Jobnews by Indeed, c’est le podcast qui décrypte l’actualité de l’emploi.
Pour le gouvernement, le recul de l’âge légal de départ à la retraite est l’un des leviers « les plus efficaces » pour améliorer le maintien en emploi des seniors. Avec le passage progressif de 62 à 64 ans, l’exécutif a calculé que le nombre des 55 à 64 ans en emploi augmenterait de plus de 100 000 en 2025, trois fois plus en 2030. Conséquence, le taux d’emploi des plus de 60 ans gagnerait 2 points et 6 points respectivement pour atteindre 41,5 % à cet horizon.

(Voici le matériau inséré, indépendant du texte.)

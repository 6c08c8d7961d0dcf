//! RSVP velocity: a zero-filled daily series plus week-over-week momentum
//!
//! Timestamps arrive unordered and sparse. They are bucketed by UTC calendar
//! day and walked in date order, so each day's cumulative total builds on the
//! previous day's. Momentum compares the trailing seven days with the seven
//! before them, independently of how many days the series displays.

use std::collections::BTreeMap;

use serde::{Deserialize, Serialize};
use time::{Date, Duration, OffsetDateTime};
use tracing::{debug, trace};

use crate::error::{AnalyticsError, Result};
use crate::rate::change_percent;
use crate::timestamp::{calendar_day, day_key};

/// Days shown by default in the daily series
pub const DEFAULT_LOOKBACK_DAYS: u32 = 30;

/// Largest lookback window accepted by [`build_velocity_data`]
pub const MAX_LOOKBACK_DAYS: u32 = 731;

/// Length of each momentum window
pub const MOMENTUM_WINDOW_DAYS: i64 = 7;

/// Percent change beyond which momentum is no longer steady
const TREND_THRESHOLD: i64 = 10;

#[derive(Debug, Clone, Copy, PartialEq, Eq, Serialize, Deserialize)]
#[serde(rename_all = "lowercase")]
pub enum Trend {
    Accelerating,
    Steady,
    Slowing,
}

#[derive(Debug, Clone, PartialEq, Eq, Serialize, Deserialize)]
pub struct DailyCount {
    #[serde(with = "calendar_day")]
    pub date: Date,
    pub count: u64,
    pub cumulative: u64,
}

#[derive(Debug, Clone, PartialEq, Eq, Serialize, Deserialize)]
#[serde(rename_all = "camelCase")]
pub struct MomentumData {
    #[serde(rename = "current7Days")]
    pub current_7_days: u64,
    #[serde(rename = "previous7Days")]
    pub previous_7_days: u64,
    pub trend: Trend,
    pub percent_change: i64,
}

#[derive(Debug, Clone, PartialEq, Eq, Serialize, Deserialize)]
#[serde(rename_all = "camelCase")]
pub struct VelocityData {
    pub daily: Vec<DailyCount>,
    pub momentum: MomentumData,
    pub total_rsvps: u64,
    #[serde(with = "calendar_day::option")]
    pub first_rsvp_date: Option<Date>,
    #[serde(with = "calendar_day::option")]
    pub last_rsvp_date: Option<Date>,
}

impl VelocityData {
    /// Well-formed result for an event without any RSVPs
    pub fn empty() -> Self {
        Self {
            daily: Vec::new(),
            momentum: calculate_momentum(0, 0),
            total_rsvps: 0,
            first_rsvp_date: None,
            last_rsvp_date: None,
        }
    }
}

/// Classify a percent change. Exactly +/-10 is still steady.
pub fn determine_trend(percent_change: i64) -> Trend {
    if percent_change > TREND_THRESHOLD {
        Trend::Accelerating
    } else if percent_change < -TREND_THRESHOLD {
        Trend::Slowing
    } else {
        Trend::Steady
    }
}

/// Compare the current window with the previous one.
///
/// With no previous activity the ratio is undefined: any current activity
/// reports the 100% sentinel, and no activity at all reports 0.
pub fn calculate_momentum(current_7_days: u64, previous_7_days: u64) -> MomentumData {
    let percent_change = match change_percent(current_7_days, previous_7_days) {
        Some(change) => change,
        None if current_7_days > 0 => 100,
        None => 0,
    };

    MomentumData {
        current_7_days,
        previous_7_days,
        trend: determine_trend(percent_change),
        percent_change,
    }
}

/// One entry per UTC calendar day from `start_date` to `end_date` inclusive.
///
/// Both bounds are normalized to whole days, so any instant on the first and
/// last day counts. Timestamps outside the range are ignored, and
/// `cumulative` starts from zero at `start_date`.
pub fn build_daily_counts(
    timestamps: &[OffsetDateTime],
    start_date: OffsetDateTime,
    end_date: OffsetDateTime,
) -> Vec<DailyCount> {
    daily_counts_between(timestamps, day_key(start_date), day_key(end_date))
}

fn daily_counts_between(timestamps: &[OffsetDateTime], first: Date, last: Date) -> Vec<DailyCount> {
    if first > last {
        return Vec::new();
    }

    let mut per_day: BTreeMap<Date, u64> = BTreeMap::new();
    for &ts in timestamps {
        *per_day.entry(day_key(ts)).or_insert(0) += 1;
    }

    let capacity = (last - first).whole_days() as usize + 1;
    let mut daily = Vec::with_capacity(capacity);
    let mut cumulative = 0u64;
    let mut day = first;
    loop {
        let count = per_day.get(&day).copied().unwrap_or(0);
        cumulative += count;
        daily.push(DailyCount {
            date: day,
            count,
            cumulative,
        });

        if day == last {
            break;
        }
        match day.next_day() {
            Some(next) => day = next,
            None => break,
        }
    }

    trace!(
        days = daily.len(),
        in_window = cumulative,
        outside_window = timestamps.len() as u64 - cumulative,
        "bucketed RSVP timestamps"
    );

    daily
}

/// Build the daily series and momentum relative to `reference`.
///
/// The series covers `lookback_days` calendar days ending on the reference
/// day. With no timestamps at all the result is [`VelocityData::empty`],
/// returned before the lookback is looked at.
pub fn build_velocity_data(
    timestamps: &[OffsetDateTime],
    reference: OffsetDateTime,
    lookback_days: u32,
) -> Result<VelocityData> {
    if timestamps.is_empty() {
        return Ok(VelocityData::empty());
    }

    if lookback_days == 0 || lookback_days > MAX_LOOKBACK_DAYS {
        return Err(AnalyticsError::InvalidLookback {
            requested: lookback_days,
            max: MAX_LOOKBACK_DAYS,
        });
    }

    let mut sorted = timestamps.to_vec();
    sorted.sort_unstable();

    let end_day = day_key(reference);
    let start_day = end_day
        .checked_sub(Duration::days(i64::from(lookback_days) - 1))
        .ok_or(AnalyticsError::DateOutOfRange {
            context: "lookback window",
        })?;
    let daily = daily_counts_between(&sorted, start_day, end_day);

    let current_start = reference
        .checked_sub(Duration::days(MOMENTUM_WINDOW_DAYS))
        .ok_or(AnalyticsError::DateOutOfRange {
            context: "current momentum window",
        })?;
    let previous_start = current_start
        .checked_sub(Duration::days(MOMENTUM_WINDOW_DAYS))
        .ok_or(AnalyticsError::DateOutOfRange {
            context: "previous momentum window",
        })?;

    let current = count_in(&sorted, current_start, reference);
    let previous = count_in(&sorted, previous_start, current_start);
    let momentum = calculate_momentum(current, previous);

    debug!(
        total = sorted.len(),
        lookback_days,
        current_7_days = current,
        previous_7_days = previous,
        trend = ?momentum.trend,
        "computed RSVP velocity"
    );

    Ok(VelocityData {
        daily,
        momentum,
        total_rsvps: sorted.len() as u64,
        first_rsvp_date: sorted.first().copied().map(day_key),
        last_rsvp_date: sorted.last().copied().map(day_key),
    })
}

/// Number of sorted timestamps in the half-open interval `(after, until]`
fn count_in(sorted: &[OffsetDateTime], after: OffsetDateTime, until: OffsetDateTime) -> u64 {
    let lo = sorted.partition_point(|ts| *ts <= after);
    let hi = sorted.partition_point(|ts| *ts <= until);
    hi.saturating_sub(lo) as u64
}
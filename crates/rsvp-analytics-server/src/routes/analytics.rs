//! Analytics and dashboard routes

use axum::{
    Json, Router,
    extract::{Path, Query, State},
    routing::{get, post},
};
use rsvp_analytics::{AnalyticsSnapshot, FunnelData, VelocityData, parse_instant};
use time::OffsetDateTime;
use tracing::{debug, info, warn};
use uuid::Uuid;

use crate::{
    AppState,
    error::{ApiError, Result},
    models::{AnalyticsQuery, ApiResponse, ComputeRequest, ComputedAnalytics, EventAnalytics},
    services::analytics_service,
};

/// Per-event analytics routes
pub fn event_router() -> Router<AppState> {
    Router::new()
        .route("/{event_id}/analytics", get(get_event_analytics))
        .route("/{event_id}/snapshot", get(get_snapshot))
        .route("/{event_id}/funnel", get(get_funnel))
        .route("/{event_id}/velocity", get(get_velocity))
}

/// Stateless computation routes
pub fn compute_router() -> Router<AppState> {
    Router::new().route("/compute", post(compute_analytics))
}

/// Reference instant for a request. The wall clock is read here and only here.
///
/// A positive offset must arrive as `%2B`; a bare `+` decodes to a space.
fn resolve_now(raw: Option<&str>) -> Result<OffsetDateTime> {
    match raw {
        Some(raw) => Ok(parse_instant(raw)?),
        None => Ok(OffsetDateTime::now_utc()),
    }
}

fn parse_event_id(raw: &str) -> Result<Uuid> {
    raw.parse()
        .map_err(|_| ApiError::validation(&format!("Invalid event id: {}", raw)))
}

/// Get every dashboard figure for an event
async fn get_event_analytics(
    State(state): State<AppState>,
    Path(event_id): Path<String>,
    Query(query): Query<AnalyticsQuery>,
) -> Result<Json<ApiResponse<EventAnalytics>>> {
    debug!("Getting analytics for event {} with query: {:?}", event_id, query);

    let event_id = parse_event_id(&event_id)?;
    let now = resolve_now(query.now.as_deref())?;
    let lookback_days = state.config.lookback_days(query.lookback_days)?;

    let analytics = state
        .analytics
        .event_analytics(event_id, now, lookback_days, query.extended)
        .await?;

    if analytics.velocity.total_rsvps == 0 {
        return Ok(Json(ApiResponse::with_message(
            analytics,
            "No RSVPs recorded yet".to_string(),
        )));
    }
    Ok(Json(ApiResponse::new(analytics)))
}

/// Get the point-in-time snapshot for an event
async fn get_snapshot(
    State(state): State<AppState>,
    Path(event_id): Path<String>,
    Query(query): Query<AnalyticsQuery>,
) -> Result<Json<ApiResponse<AnalyticsSnapshot>>> {
    let event_id = parse_event_id(&event_id)?;
    let now = resolve_now(query.now.as_deref())?;

    let snapshot = state.analytics.snapshot(event_id, now).await?;
    Ok(Json(ApiResponse::new(snapshot)))
}

/// Get the conversion funnel for an event
async fn get_funnel(
    State(state): State<AppState>,
    Path(event_id): Path<String>,
    Query(query): Query<AnalyticsQuery>,
) -> Result<Json<ApiResponse<FunnelData>>> {
    let event_id = parse_event_id(&event_id)?;

    let funnel = state.analytics.funnel(event_id, query.extended).await?;
    Ok(Json(ApiResponse::new(funnel)))
}

/// Get the RSVP velocity series for an event
async fn get_velocity(
    State(state): State<AppState>,
    Path(event_id): Path<String>,
    Query(query): Query<AnalyticsQuery>,
) -> Result<Json<ApiResponse<VelocityData>>> {
    let event_id = parse_event_id(&event_id)?;
    let now = resolve_now(query.now.as_deref())?;
    let lookback_days = state.config.lookback_days(query.lookback_days)?;

    let velocity = state
        .analytics
        .velocity(event_id, now, lookback_days)
        .await?;
    Ok(Json(ApiResponse::new(velocity)))
}

/// Compute analytics from raw data supplied in the request body
async fn compute_analytics(
    State(state): State<AppState>,
    Json(request): Json<ComputeRequest>,
) -> Result<Json<ApiResponse<ComputedAnalytics>>> {
    info!(
        "Computing analytics for {} supplied RSVP timestamp(s)",
        request.rsvp_timestamps.len()
    );

    let now = resolve_now(request.now.as_deref())?;
    let lookback_days = state.config.lookback_days(request.lookback_days)?;

    let result = analytics_service::compute(&request, now, lookback_days).map_err(|e| {
        warn!("Rejected analytics computation: {}", e);
        e
    })?;
    Ok(Json(ApiResponse::new(result)))
}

D’après la dernière enquête de la DARES, consacrée aux séniors sur le marché du travail en 2021, le taux d’emploi de cette catégorie était de 56%, inférieur à celui de la moyenne de l’Union européenne, qui est de 60,5 %. À titre de comparaison, le taux d’emploi des séniors en Suède était de 76,9% il y a 2 ans.
Face à ce constat, que préconise Indeed pour favoriser le maintien plus longtemps dans l’emploi des séniors ? Face aux difficultés de recrutement des entreprises, est-ce que finalement pour les séniors, ce n’est pas la bonne nouvelle ? Les entreprises vont devoir par la force des choses se tourner vers cette population, et son taux d’emploi devrait donc continuer d’augmenter.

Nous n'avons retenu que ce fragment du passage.